Comparing the Theme of Nature with Works from Dicknson Whitman and Emerson
Ralph Waldo Emerson once stated that “the first in time and the first in importance of the influences upon the mind is that of nature.” Nature in all its forms parallels with life, death, and the soul. Whether the sunshines or the rain falls, whether a flower blooms or willows, nature will always recreate itself and remain a mystery to mankind. To become one with nature, one must explore oneself and know that the simplicity found in it is both divine and perfect. The theme of nature plays a mayor role throughout Whitman, Dickinson, and Emerson’s writings. Each poet conveys his or her view of nature in a unique and symbolic way by searching for the individual or discovering one-self, and coming to terms with death.

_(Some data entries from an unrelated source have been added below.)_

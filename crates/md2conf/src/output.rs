//! Colored terminal output utilities.

use console::{Style, Term};

/// Terminal output formatter.
///
/// Status and diagnostics go to stderr; [`Output::plain`] writes listing
/// data to stdout so it can be piped.
pub(crate) struct Output {
    term: Term,
    stdout: Term,
    green: Style,
    yellow: Style,
    red: Style,
    cyan_bold: Style,
}

impl Output {
    /// Create a new output formatter.
    #[must_use]
    pub(crate) fn new() -> Self {
        Self {
            term: Term::stderr(),
            stdout: Term::stdout(),
            green: Style::new().green(),
            yellow: Style::new().yellow(),
            red: Style::new().red(),
            cyan_bold: Style::new().cyan().bold(),
        }
    }

    /// Print an info message.
    pub(crate) fn info(&self, msg: &str) {
        let _ = self.term.write_line(msg);
    }

    /// Print a success message (green).
    pub(crate) fn success(&self, msg: &str) {
        let _ = self.term.write_line(&self.green.apply_to(msg).to_string());
    }

    /// Print a warning message (yellow).
    pub(crate) fn warning(&self, msg: &str) {
        let _ = self.term.write_line(&self.yellow.apply_to(msg).to_string());
    }

    /// Print an error message (red).
    pub(crate) fn error(&self, msg: &str) {
        let _ = self.term.write_line(&self.red.apply_to(msg).to_string());
    }

    /// Print a highlighted message (cyan bold).
    pub(crate) fn highlight(&self, msg: &str) {
        let _ = self
            .term
            .write_line(&self.cyan_bold.apply_to(msg).to_string());
    }

    /// Print an uncolored line to stdout.
    pub(crate) fn plain(&self, msg: &str) {
        let _ = self.stdout.write_line(msg);
    }
}
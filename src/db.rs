//! Database connection pool management

use anyhow::{Context, Result};
use sqlx::{
    postgres::{PgConnectOptions, PgPoolOptions},
    PgPool,
};
use std::str::FromStr;
use std::time::Duration;

use crate::config::Settings;

/// Create a PostgreSQL pool and apply migrations. `None` means memory stores.
pub async fn create_pool(settings: &Settings) -> Result<Option<PgPool>> {
    let Some(database_url) = settings.database_url.as_deref() else {
        tracing::warn!("DATABASE_URL not set - using in-memory stores");
        return Ok(None);
    };

    let connect_options = PgConnectOptions::from_str(database_url)
        .context("Invalid DATABASE_URL")?
        .application_name("estimation-backend");

    let pool = PgPoolOptions::new()
        .max_connections(settings.database_max_connections)
        .min_connections(1)
        .acquire_timeout(Duration::from_secs(5))
        .idle_timeout(Duration::from_secs(300))
        .max_lifetime(Duration::from_secs(1800))
        .connect_with(connect_options)
        .await
        .context("Failed to connect to PostgreSQL")?;

    sqlx::migrate!("./migrations")
        .run(&pool)
        .await
        .context("Failed to run database migrations")?;

    tracing::info!(
        max_connections = settings.database_max_connections,
        "Database connection pool established"
    );

    Ok(Some(pool))
}

/// Lightweight health check for database connectivity
pub async fn health_check(pool: &PgPool) -> bool {
    sqlx::query("SELECT 1").fetch_one(pool).await.is_ok()
}
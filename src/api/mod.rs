//! API response types shared by the route handlers

pub mod response;

pub use response::{Accepted, Attachment, Created, ListResponse, NoContent};
use axum::{
    async_trait,
    extract::FromRequestParts,
    http::{header::AUTHORIZATION, request::Parts, StatusCode},
    response::{IntoResponse, Response},
    Json,
};
use std::sync::Arc;

use super::AuthContext;
use crate::app::AppState;
use crate::error::ErrorResponse;
use crate::middleware::request_id::RequestIdExt;

/// Extractor that requires a valid bearer token.
///
/// ```ignore
/// async fn protected_route(auth: RequireAuth) -> impl IntoResponse {
///     format!("Hello, {}", auth.owner_email)
/// }
/// ```
#[derive(Debug, Clone)]
pub struct RequireAuth(pub AuthContext);

impl std::ops::Deref for RequireAuth {
    type Target = AuthContext;

    fn deref(&self) -> &Self::Target {
        &self.0
    }
}

#[derive(Debug)]
pub enum AuthError {
    MissingToken,
    InvalidFormat,
    InvalidToken { request_id: Option<String> },
}

impl IntoResponse for AuthError {
    fn into_response(self) -> Response {
        let (message, request_id) = match self {
            AuthError::MissingToken => ("Missing authorization token", None),
            AuthError::InvalidFormat => ("Invalid authorization format", None),
            AuthError::InvalidToken { request_id } => ("Invalid or expired token", request_id),
        };

        let body = ErrorResponse {
            code: "UNAUTHORIZED".to_string(),
            message: message.to_string(),
            request_id,
        };

        (StatusCode::UNAUTHORIZED, Json(body)).into_response()
    }
}

#[async_trait]
impl FromRequestParts<Arc<AppState>> for RequireAuth {
    type Rejection = AuthError;

    async fn from_request_parts(
        parts: &mut Parts,
        state: &Arc<AppState>,
    ) -> Result<Self, Self::Rejection> {
        let auth_header = parts
            .headers
            .get(AUTHORIZATION)
            .ok_or(AuthError::MissingToken)?
            .to_str()
            .map_err(|_| AuthError::InvalidFormat)?;

        let token = auth_header
            .strip_prefix("Bearer ")
            .or_else(|| auth_header.strip_prefix("bearer "))
            .ok_or(AuthError::InvalidFormat)?
            .trim();

        if token.is_empty() {
            return Err(AuthError::MissingToken);
        }

        let context = state.auth.verify(token).await.map_err(|e| {
            tracing::warn!(error = %e, "Token verification failed");
            AuthError::InvalidToken {
                request_id: parts.headers.request_id().map(str::to_string),
            }
        })?;

        Ok(RequireAuth(context))
    }
}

Emerson deals with nature in the form of discovering one’s self. His message is one of non-conformity and individuality. He feels that every man is unique within, and thinks that society and tradition are man’s downfalls. In The American Scholar, Emerson explains that “nature is the opposite of the soul, answering to it part for part/ One is seal and one is print. /It’s beauty is the beauty of his own mind. / It’s laws are the laws of his own mind.”(Pg.48). By stating this, he stresses that each man is different and far apart from each other. Emerson uses nature as a means of escape and power. He wants us to “look at the world with new eyes”(Nature, Pg.42) and understand that something as simple as a grain of sand, is beautiful in its own way. Once we can understand this concept of pure existence, than we will know what it is like to be an individual.
Whitman also discuses nature through discovering one’s self, but unlike Emerson, he feels that we as individuals should embrace all society that surrounds us. Whitman sees all men as contributing to the greatness of...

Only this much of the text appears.